Basile est journaliste, mais à 60 ans, il a du mal à se retrouver dans la vision de son nouveau patron, Florent Camus. Un arriviste parachuté à la tête du journal, par de récents propriétaires dont l’un est émir du Koweït. Un type qui prétend transformer le vénérable journal « Tout voir », fondé par un ancien résistant en une »machine » d’oubli » ne s’intéressant plus qu’ à l’actualité people la plus vaine. Proclamant à qui veut l’entendre : « la poésie c’est de la merde ».

C’est dire si Basile jubile quand il tombe sur un livre atypique qui vient de sortir : la biographie de René Char, en deux volumes de 1500 pages, éditée par, Glenn Morvan, le dernier des mohicans de la planète livre. L’auteur Corneille Vagabond est un octogénaire, un illustre inconnu. Le journaliste accompagné d’Elias un ami photographe décide d’aller le rencontrer au fin fond de la Lozère où il réside.

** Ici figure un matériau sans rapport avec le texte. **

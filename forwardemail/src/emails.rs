use crate::{deserialize_null_string, Client, PagedQuery, Result, Stream, NO_QUERY};
use chrono::{DateTime, Utc};
use serde::{Deserialize, Serialize};

pub fn all(client: &Client, query: EmailsQuery) -> Stream<Email> {
    client.fetch_stream::<EmailsQuery, Vec<Email>>("/v1/emails", query)
}

pub async fn get(client: &Client, email_id: &str) -> Result<Email> {
    client
        .fetch(&format!("/v1/emails/{email_id}"), NO_QUERY)
        .await
}

/// Queue an email for delivery through the account's outbound smtp quota
pub async fn send(client: &Client, email: &NewEmail) -> Result<Email> {
    client.post("/v1/emails", email).await
}

pub async fn delete(client: &Client, email_id: &str) -> Result<()> {
    client.delete(&format!("/v1/emails/{email_id}")).await
}

/// Delivery state as reported by the api. Unrecognized states map to
/// `Unknown` so new server side states do not break deserialization.
#[derive(Serialize, Deserialize, PartialEq, Debug, Clone, Copy, Default)]
#[serde(rename_all = "lowercase")]
pub enum EmailStatus {
    Pending,
    Queued,
    Sent,
    Deferred,
    Bounced,
    Rejected,
    #[default]
    #[serde(other)]
    Unknown,
}

#[derive(Serialize, Deserialize, PartialEq, Debug, Clone)]
pub struct Email {
    #[serde(
        default,
        skip_serializing_if = "String::is_empty",
        deserialize_with = "deserialize_null_string::deserialize"
    )]
    pub id: String,
    #[serde(
        default,
        skip_serializing_if = "String::is_empty",
        deserialize_with = "deserialize_null_string::deserialize"
    )]
    pub subject: String,
    #[serde(
        default,
        skip_serializing_if = "String::is_empty",
        deserialize_with = "deserialize_null_string::deserialize"
    )]
    pub from: String,
    #[serde(default, skip_serializing_if = "Vec::is_empty")]
    pub to: Vec<String>,
    #[serde(default)]
    pub status: EmailStatus,
    #[serde(default, skip_serializing_if = "Option::is_none")]
    pub created_at: Option<DateTime<Utc>>,
}

/// Payload for sending an email. At least one of `text` or `html` should be
/// set; the api rejects empty bodies.
#[derive(Serialize, Deserialize, Debug, Clone, Default)]
pub struct NewEmail {
    pub from: String,
    pub to: Vec<String>,
    pub subject: String,
    #[serde(default, skip_serializing_if = "Option::is_none")]
    pub text: Option<String>,
    #[serde(default, skip_serializing_if = "Option::is_none")]
    pub html: Option<String>,
}

#[derive(Serialize, Deserialize, Debug, Clone)]
pub struct EmailsQuery {
    pub page: u32,
    pub limit: u32,
    #[serde(default, skip_serializing_if = "Option::is_none")]
    pub domain: Option<String>,
}

impl Default for EmailsQuery {
    fn default() -> Self {
        Self {
            page: 1,
            limit: crate::DEFAULT_QUERY_LIMIT,
            domain: None,
        }
    }
}

impl PagedQuery for EmailsQuery {
    fn page(&self) -> u32 {
        self.page
    }

    fn set_page(&mut self, page: u32) {
        self.page = page;
    }

    fn set_limit(&mut self, limit: u32) {
        self.limit = limit;
    }
}

#[cfg(test)]
mod tests {
    use super::*;

    #[test]
    fn known_status() {
        let status: EmailStatus =
            serde_json::from_value(serde_json::json!("sent")).expect("status");
        assert_eq!(status, EmailStatus::Sent);
    }

    #[test]
    fn unrecognized_status() {
        let status: EmailStatus =
            serde_json::from_value(serde_json::json!("quarantined")).expect("status");
        assert_eq!(status, EmailStatus::Unknown);
    }
}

Pour ce sujet en or « qui n’intéresse personne » et que Camus exècre, les deux compères prennent la route qui »se déhanche à grands pas glissés » avec Angie des Rolling stones en fond sonore, « une carte routière déployée sur les genoux comme un tablier de hasard ». Ni GPS, ni autoroute pour eux, juste l’envie de rouler et de se « coiffer du chapeau du ciel ».

Dans cette France profonde, ils rencontrent un homme qui vit chez sa mère mais ne possède aucune photo en sa compagnie, trois membres d’un groupe de death métal dans un bistrot-billard. Recueillent un oisillon tombé du nid. Retrouvent une beauté fanée qui habite aux environs de Saint Flour.

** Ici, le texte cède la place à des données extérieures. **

use crate::{deserialize_null_string, Client, Result, NO_QUERY};
use serde::{Deserialize, Serialize};

pub async fn get(client: &Client) -> Result<Account> {
    client.fetch("/v1/account", NO_QUERY).await
}

#[derive(Serialize, Deserialize, PartialEq, Debug, Clone)]
pub struct Account {
    #[serde(
        default,
        skip_serializing_if = "String::is_empty",
        deserialize_with = "deserialize_null_string::deserialize"
    )]
    pub email: String,
    #[serde(
        default,
        skip_serializing_if = "String::is_empty",
        deserialize_with = "deserialize_null_string::deserialize"
    )]
    pub plan: String,
    #[serde(
        default,
        skip_serializing_if = "String::is_empty",
        deserialize_with = "deserialize_null_string::deserialize"
    )]
    pub full_email: String,
}
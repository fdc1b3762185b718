use crate::{cmd::print_json, settings::Settings, Result};
use forwardemail::domains;
use futures::TryStreamExt;

/// Commands on the account's domains.
#[derive(Debug, clap::Args)]
pub struct Cmd {
    #[command(subcommand)]
    cmd: DomainsCommand,
}

impl Cmd {
    pub async fn run(&self, settings: &Settings) -> Result {
        self.cmd.run(settings).await
    }
}

#[derive(Debug, clap::Subcommand)]
pub enum DomainsCommand {
    List(List),
    Get(Get),
}

impl DomainsCommand {
    pub async fn run(&self, settings: &Settings) -> Result {
        match self {
            Self::List(cmd) => cmd.run(settings).await,
            Self::Get(cmd) => cmd.run(settings).await,
        }
    }
}

/// List all domains on the account.
#[derive(Debug, clap::Args)]
pub struct List {}

impl List {
    pub async fn run(&self, settings: &Settings) -> Result {
        let client = settings.api.client()?;
        let domains = domains::all(&client).try_collect::<Vec<_>>().await?;
        print_json(&domains)
    }
}

/// Get information about one domain.
#[derive(Debug, clap::Args)]
pub struct Get {
    /// Domain name to get
    domain: String,
}

impl Get {
    pub async fn run(&self, settings: &Settings) -> Result {
        let client = settings.api.client()?;
        let domain = domains::get(&client, &self.domain).await?;
        print_json(&domain)
    }
}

Voyageant par sauts de puce, ils découvrent une France aux commerces abandonnés, aux garages fermés en citant Beckett.

Le périple est un prétexte pour parler du passé, des disparus. La femme de Basile, Alice, morte trop jeune, ses parents qui l’ont abandonné quand il avait onze ans pour aller se retirer dans un phare, tandis qu’ Elias, lui a connu toutes les guerres.

Courant après la beauté du monde, Basile finit seul le chemin et qu’importe si Corneille Vagabond n’est pas l’homme qu’il avait imaginé.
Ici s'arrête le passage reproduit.